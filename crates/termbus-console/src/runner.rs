//! Command runner interface
//!
//! The console does not know how commands execute; it hands the input line
//! to a [`CommandRunner`] and records whatever comes back.

use async_trait::async_trait;
use std::future::Future;

/// Executes one command line.
///
/// - `Ok(Some(text))` appends `text` as the response
/// - `Ok(None)` appends nothing
/// - `Err(e)` appends an error response built from `e`
#[async_trait]
pub trait CommandRunner: Send + Sync {
    async fn run(&self, input: &str) -> anyhow::Result<Option<String>>;
}

#[async_trait]
impl<F, Fut> CommandRunner for F
where
    F: Fn(String) -> Fut + Send + Sync,
    Fut: Future<Output = anyhow::Result<Option<String>>> + Send + 'static,
{
    async fn run(&self, input: &str) -> anyhow::Result<Option<String>> {
        (self)(input.to_string()).await
    }
}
——————
▸ ABOUT THIS EXERCISE
For this exercise, all the data must be repeated exactly.

▸ RESPONSE TO THIS EXERCISE
filename crates/termbus-console/src/runner.rs
//! Command runner interface
//!
//! The console does not know how commands execute; it hands the input line
//! to a [`CommandRunner`] and records whatever comes back.

use async_trait::async_trait;
use std::future::Future;

/// Executes one command line.
///
/// - `Ok(Some(text))` appends `text` as the response
/// - `Ok(None)` appends nothing
/// - `Err(e)` appends an error response built from `e`
#[async_trait]
pub trait CommandRunner: Send + Sync {
    async fn run(&self, input: &str) -> anyhow::Result<Option<String>>;
}

#[async_trait]
impl<F, Fut> CommandRunner for F
where
    F: Fn(String) -> Fut + Send + Sync,
    Fut: Future<Output = anyhow::Result<Option<String>>> + Send + 'static,
{
    async fn run(&self, input: &str) -> anyhow::Result<Option<String>> {
        (self)(input.to_string()).await
    }
}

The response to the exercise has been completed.